AE in patients with thymoma include several clinical-radiologic syndromes that vary according to the associated antibodies. Anti-GABAAR encephalitis was the most frequent AE and occurred more frequently in Japanese patients.

To evaluate the aryl hydrocarbon receptor (AHR)-dependent transforming growth factor alpha (TGF-α)/vascular endothelial growth factor B (VEGF-B) ratio, which regulates the effects of metabolic, dietary, and microbial factors on acute and chronic CNS inflammation, as a potential marker in multiple sclerosis (MS).

TGF-α, VEGF-B, and AHR agonistic activity were determined in serum of 252 patients with relapsing-remitting (RR) MS, primary and secondary progressive MS, as well as during active disease (clinically isolated syndrome [CIS] and RRMS relapse).
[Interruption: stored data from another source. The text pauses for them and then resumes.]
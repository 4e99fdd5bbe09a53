//! Test doubles for driving the scheduler without MongoDB or StatsD.

#![allow(clippy::unwrap_used)]
#![allow(clippy::expect_used)]
#![allow(clippy::panic)]
#![allow(dead_code)]

use std::collections::VecDeque;
use std::sync::atomic::{AtomicUsize, Ordering};
use std::sync::Mutex;
use std::time::Duration;

use async_trait::async_trait;

use mongo_statsd_core::error::{ExporterError, Result};
use mongo_statsd_core::mapper::Gauge;
use mongo_statsd_core::sink::GaugeSink;
use mongo_statsd_core::status::StatusSnapshot;
use mongo_statsd_exporter::source::StatusSource;

/// Replays scripted fetch results, then returns `StatusSnapshot::default()`.
#[derive(Default)]
pub struct ScriptedSource {
    script: Mutex<VecDeque<Result<StatusSnapshot>>>,
    delay: Option<Duration>,
    fetches: AtomicUsize,
}

impl ScriptedSource {
    pub fn new(script: Vec<Result<StatusSnapshot>>) -> Self {
        Self {
            script: Mutex::new(script.into()),
            ..Default::default()
        }
    }

    /// Every fetch sleeps for `delay` before answering.
    pub fn slow(delay: Duration) -> Self {
        Self {
            delay: Some(delay),
            ..Default::default()
        }
    }

    /// Number of fetches started.
    pub fn fetches(&self) -> usize {
        self.fetches.load(Ordering::SeqCst)
    }
}

#[async_trait]
impl StatusSource for ScriptedSource {
    fn describe(&self) -> String {
        "scripted".into()
    }

    async fn fetch(&self) -> Result<StatusSnapshot> {
        self.fetches.fetch_add(1, Ordering::SeqCst);
        if let Some(d) = self.delay {
            tokio::time::sleep(d).await;
        }
        let next = self.script.lock().unwrap().pop_front();
        next.unwrap_or_else(|| Ok(StatusSnapshot::default()))
    }
}

pub fn fetch_error(msg: &str) -> Result<StatusSnapshot> {
    Err(ExporterError::Fetch(msg.to_string()))
}

/// Records every gauge; optionally refuses one gauge name.
#[derive(Default)]
pub struct RecordingSink {
    sent: Mutex<Vec<(String, i64)>>,
    fail_on: Option<&'static str>,
    closes: AtomicUsize,
}

impl RecordingSink {
    pub fn failing_on(name: &'static str) -> Self {
        Self {
            fail_on: Some(name),
            ..Default::default()
        }
    }

    pub fn sent(&self) -> Vec<(String, i64)> {
        self.sent.lock().unwrap().clone()
    }

    pub fn sent_len(&self) -> usize {
        self.sent.lock().unwrap().len()
    }

    pub fn closes(&self) -> usize {
        self.closes.load(Ordering::SeqCst)
    }
}

impl GaugeSink for RecordingSink {
    fn send_gauge(&self, gauge: &Gauge) -> Result<()> {
        if self.fail_on == Some(gauge.name) {
            return Err(ExporterError::Sink(format!("refused {}", gauge.name)));
        }
        self.sent
            .lock()
            .unwrap()
            .push((gauge.name.to_string(), gauge.value));
        Ok(())
    }

    fn close(&self) -> Result<()> {
        self.closes.fetch_add(1, Ordering::SeqCst);
        Ok(())
    }
}

/// Let spawned tasks run without moving the paused clock.
pub async fn settle() {
    for _ in 0..16 {
        tokio::task::yield_now().await;
    }
}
The TGF-α/VEGF-B ratio and AHR agonistic activity were decreased in all MS subgroups with a stable disease course as compared to controls. Pomalidomide supplier During active CNS inflammation in CIS and RRMS relapse, the TGF-α/VEGF-B ratio and AHR agonistic activity were increased. Conversely, in patients with minimal clinical impairment despite long-standing disease, the TGF-α/VEGF-B ratio and AHR agonistic activity were unaltered. Finally, the TGF-α/VEGF-B ratio and AHR agonistic activity correlated with neurologic impairment and time to conversion from CIS to MS.